Exercise directions: Line by line, transcribe the data shown below.

Records:
**********

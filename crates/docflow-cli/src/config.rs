//! CLI configuration.
//!
//! ```text
//! Cli
//! ├── storage: StorageConfig     # Object store backend, bucket, region
//! ├── worker: WorkerConfig       # Prefixes, thresholds, markers, tools
//! ├── notifier: ReqwestConfig    # Status API base URL and timeout
//! └── telemetry: TelemetryConfig # Log output format
//! ```
//!
//! Every option can be given as a flag or an environment variable.

use std::process;

use anyhow::Context;
use clap::{Args, Parser, ValueEnum};
use docflow_opendal::StorageConfig;
use docflow_webhook::reqwest::ReqwestConfig;
use docflow_worker::WorkerConfig;
use serde::{Deserialize, Serialize};
use strum::{Display, IntoStaticStr};
use tracing_subscriber::EnvFilter;
use tracing_subscriber::layer::SubscriberExt;
use tracing_subscriber::util::SubscriberInitExt;

use crate::{TRACING_TARGET_CONFIG, TRACING_TARGET_STARTUP};

/// Complete CLI configuration.
#[derive(Debug, Clone, Parser, Serialize, Deserialize)]
#[command(name = "docflow")]
#[command(about = "Polls an object store for uploaded documents and publishes extraction results")]
#[command(version)]
pub struct Cli {
    /// Object store configuration.
    #[clap(flatten)]
    pub storage: StorageConfig,

    /// Worker configuration.
    #[clap(flatten)]
    pub worker: WorkerConfig,

    /// Status API client configuration.
    #[clap(flatten)]
    pub notifier: ReqwestConfig,

    /// Logging configuration.
    #[clap(flatten)]
    pub telemetry: TelemetryConfig,
}

/// Log output format.
#[derive(Debug, Clone, Copy, PartialEq, Eq, Default)]
#[derive(Serialize, Deserialize, ValueEnum, Display, IntoStaticStr)]
#[serde(rename_all = "snake_case")]
#[strum(serialize_all = "snake_case")]
pub enum LogFormat {
    /// Human readable lines.
    #[default]
    Text,
    /// One JSON object per line.
    Json,
}

/// Logging configuration.
#[derive(Debug, Clone, Args, Serialize, Deserialize)]
pub struct TelemetryConfig {
    /// Log output format.
    #[arg(long = "log-format", env = "LOG_FORMAT", value_enum, default_value_t = LogFormat::Text)]
    #[serde(default)]
    pub log_format: LogFormat,
}

impl Cli {
    /// Loads environment variables from .env file (if enabled) and parses CLI arguments.
    ///
    /// The .env file is read first so its values act as clap `env` defaults.
    pub fn init() -> Self {
        Self::load_dotenv();
        Self::parse()
    }

    #[cfg(feature = "dotenv")]
    fn load_dotenv() {
        if let Err(err) = dotenvy::dotenv()
            && !err.not_found()
        {
            eprintln!("Warning: failed to load .env file: {err}");
        }
    }

    #[cfg(not(feature = "dotenv"))]
    fn load_dotenv() {}

    /// Initializes tracing with environment-based filtering.
    pub fn init_tracing(&self) {
        let filter = EnvFilter::try_from_default_env().unwrap_or_else(|_| EnvFilter::new("info"));
        let registry = tracing_subscriber::registry().with(filter);

        match self.telemetry.log_format {
            LogFormat::Text => registry.with(tracing_subscriber::fmt::layer()).init(),
            LogFormat::Json => registry
                .with(tracing_subscriber::fmt::layer().json())
                .init(),
        }
    }

    /// Validates all configuration values.
    pub fn validate(&self) -> anyhow::Result<()> {
        self.storage
            .validate()
            .context("invalid storage configuration")?;
        self.worker
            .validate()
            .context("invalid worker configuration")?;
        self.notifier
            .mark_done_url()
            .context("invalid status API base URL")?;
        Ok(())
    }

    /// Logs the effective configuration, without credentials.
    pub fn log(&self) {
        Self::log_build_info();

        tracing::info!(
            target: TRACING_TARGET_CONFIG,
            backend = %self.storage.backend,
            bucket = %self.storage.bucket,
            region = ?self.storage.region,
            endpoint = ?self.storage.endpoint,
            static_credentials = self.storage.access_key_id.is_some(),
            "Storage configuration"
        );

        tracing::info!(
            target: TRACING_TARGET_CONFIG,
            poll_interval_secs = self.worker.poll_interval,
            min_upload_size = self.worker.min_upload_size,
            uploads_prefix = %self.worker.uploads_prefix,
            results_prefix = %self.worker.results_prefix,
            document_extension = %self.worker.document_extension(),
            staging_dir = %self.worker.staging_dir.display(),
            marker_store = %self.worker.marker_store,
            clean_staging = self.worker.clean_staging,
            "Worker configuration"
        );

        let pipeline = &self.worker.pipeline;
        tracing::info!(
            target: TRACING_TARGET_CONFIG,
            working_dir = %pipeline.working_dir.display(),
            extract = %format_command(&pipeline.extract_program, &pipeline.extract_args),
            render = %format_command(&pipeline.render_program, &pipeline.render_args),
            "Pipeline configuration"
        );

        tracing::info!(
            target: TRACING_TARGET_CONFIG,
            api_base = %self.notifier.api_base,
            timeout_secs = self.notifier.effective_timeout().as_secs(),
            "Notifier configuration"
        );
    }

    fn log_build_info() {
        tracing::debug!(
            target: TRACING_TARGET_STARTUP,
            version = env!("CARGO_PKG_VERSION"),
            pid = process::id(),
            arch = std::env::consts::ARCH,
            os = std::env::consts::OS,
            features = ?Self::enabled_features(),
            "Build information"
        );
    }

    /// Returns a list of enabled compile-time features.
    fn enabled_features() -> Vec<&'static str> {
        [
            cfg!(feature = "dotenv").then_some("dotenv"),
            cfg!(feature = "fs").then_some("fs"),
        ]
        .into_iter()
        .flatten()
        .collect()
    }
}

fn format_command(program: &str, args: &[String]) -> String {
    std::iter::once(program)
        .chain(args.iter().map(String::as_str))
        .collect::<Vec<_>>()
        .join(" ")
}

**********

Output of the task:
filename crates/docflow-cli/src/config.rs
//! CLI configuration.
//!
//! ```text
//! Cli
//! ├── storage: StorageConfig     # Object store backend, bucket, region
//! ├── worker: WorkerConfig       # Prefixes, thresholds, markers, tools
//! ├── notifier: ReqwestConfig    # Status API base URL and timeout
//! └── telemetry: TelemetryConfig # Log output format
//! ```
//!
//! Every option can be given as a flag or an environment variable.

use std::process;

use anyhow::Context;
use clap::{Args, Parser, ValueEnum};
use docflow_opendal::StorageConfig;
use docflow_webhook::reqwest::ReqwestConfig;
use docflow_worker::WorkerConfig;
use serde::{Deserialize, Serialize};
use strum::{Display, IntoStaticStr};
use tracing_subscriber::EnvFilter;
use tracing_subscriber::layer::SubscriberExt;
use tracing_subscriber::util::SubscriberInitExt;

use crate::{TRACING_TARGET_CONFIG, TRACING_TARGET_STARTUP};

/// Complete CLI configuration.
#[derive(Debug, Clone, Parser, Serialize, Deserialize)]
#[command(name = "docflow")]
#[command(about = "Polls an object store for uploaded documents and publishes extraction results")]
#[command(version)]
pub struct Cli {
    /// Object store configuration.
    #[clap(flatten)]
    pub storage: StorageConfig,

    /// Worker configuration.
    #[clap(flatten)]
    pub worker: WorkerConfig,

    /// Status API client configuration.
    #[clap(flatten)]
    pub notifier: ReqwestConfig,

    /// Logging configuration.
    #[clap(flatten)]
    pub telemetry: TelemetryConfig,
}

/// Log output format.
#[derive(Debug, Clone, Copy, PartialEq, Eq, Default)]
#[derive(Serialize, Deserialize, ValueEnum, Display, IntoStaticStr)]
#[serde(rename_all = "snake_case")]
#[strum(serialize_all = "snake_case")]
pub enum LogFormat {
    /// Human readable lines.
    #[default]
    Text,
    /// One JSON object per line.
    Json,
}

/// Logging configuration.
#[derive(Debug, Clone, Args, Serialize, Deserialize)]
pub struct TelemetryConfig {
    /// Log output format.
    #[arg(long = "log-format", env = "LOG_FORMAT", value_enum, default_value_t = LogFormat::Text)]
    #[serde(default)]
    pub log_format: LogFormat,
}

impl Cli {
    /// Loads environment variables from .env file (if enabled) and parses CLI arguments.
    ///
    /// The .env file is read first so its values act as clap `env` defaults.
    pub fn init() -> Self {
        Self::load_dotenv();
        Self::parse()
    }

    #[cfg(feature = "dotenv")]
    fn load_dotenv() {
        if let Err(err) = dotenvy::dotenv()
            && !err.not_found()
        {
            eprintln!("Warning: failed to load .env file: {err}");
        }
    }

    #[cfg(not(feature = "dotenv"))]
    fn load_dotenv() {}

    /// Initializes tracing with environment-based filtering.
    pub fn init_tracing(&self) {
        let filter = EnvFilter::try_from_default_env().unwrap_or_else(|_| EnvFilter::new("info"));
        let registry = tracing_subscriber::registry().with(filter);

        match self.telemetry.log_format {
            LogFormat::Text => registry.with(tracing_subscriber::fmt::layer()).init(),
            LogFormat::Json => registry
                .with(tracing_subscriber::fmt::layer().json())
                .init(),
        }
    }

    /// Validates all configuration values.
    pub fn validate(&self) -> anyhow::Result<()> {
        self.storage
            .validate()
            .context("invalid storage configuration")?;
        self.worker
            .validate()
            .context("invalid worker configuration")?;
        self.notifier
            .mark_done_url()
            .context("invalid status API base URL")?;
        Ok(())
    }

    /// Logs the effective configuration, without credentials.
    pub fn log(&self) {
        Self::log_build_info();

        tracing::info!(
            target: TRACING_TARGET_CONFIG,
            backend = %self.storage.backend,
            bucket = %self.storage.bucket,
            region = ?self.storage.region,
            endpoint = ?self.storage.endpoint,
            static_credentials = self.storage.access_key_id.is_some(),
            "Storage configuration"
        );

        tracing::info!(
            target: TRACING_TARGET_CONFIG,
            poll_interval_secs = self.worker.poll_interval,
            min_upload_size = self.worker.min_upload_size,
            uploads_prefix = %self.worker.uploads_prefix,
            results_prefix = %self.worker.results_prefix,
            document_extension = %self.worker.document_extension(),
            staging_dir = %self.worker.staging_dir.display(),
            marker_store = %self.worker.marker_store,
            clean_staging = self.worker.clean_staging,
            "Worker configuration"
        );

        let pipeline = &self.worker.pipeline;
        tracing::info!(
            target: TRACING_TARGET_CONFIG,
            working_dir = %pipeline.working_dir.display(),
            extract = %format_command(&pipeline.extract_program, &pipeline.extract_args),
            render = %format_command(&pipeline.render_program, &pipeline.render_args),
            "Pipeline configuration"
        );

        tracing::info!(
            target: TRACING_TARGET_CONFIG,
            api_base = %self.notifier.api_base,
            timeout_secs = self.notifier.effective_timeout().as_secs(),
            "Notifier configuration"
        );
    }

    fn log_build_info() {
        tracing::debug!(
            target: TRACING_TARGET_STARTUP,
            version = env!("CARGO_PKG_VERSION"),
            pid = process::id(),
            arch = std::env::consts::ARCH,
            os = std::env::consts::OS,
            features = ?Self::enabled_features(),
            "Build information"
        );
    }

    /// Returns a list of enabled compile-time features.
    fn enabled_features() -> Vec<&'static str> {
        [
            cfg!(feature = "dotenv").then_some("dotenv"),
            cfg!(feature = "fs").then_some("fs"),
        ]
        .into_iter()
        .flatten()
        .collect()
    }
}

fn format_command(program: &str, args: &[String]) -> String {
    std::iter::once(program)
        .chain(args.iter().map(String::as_str))
        .collect::<Vec<_>>()
        .join(" ")
}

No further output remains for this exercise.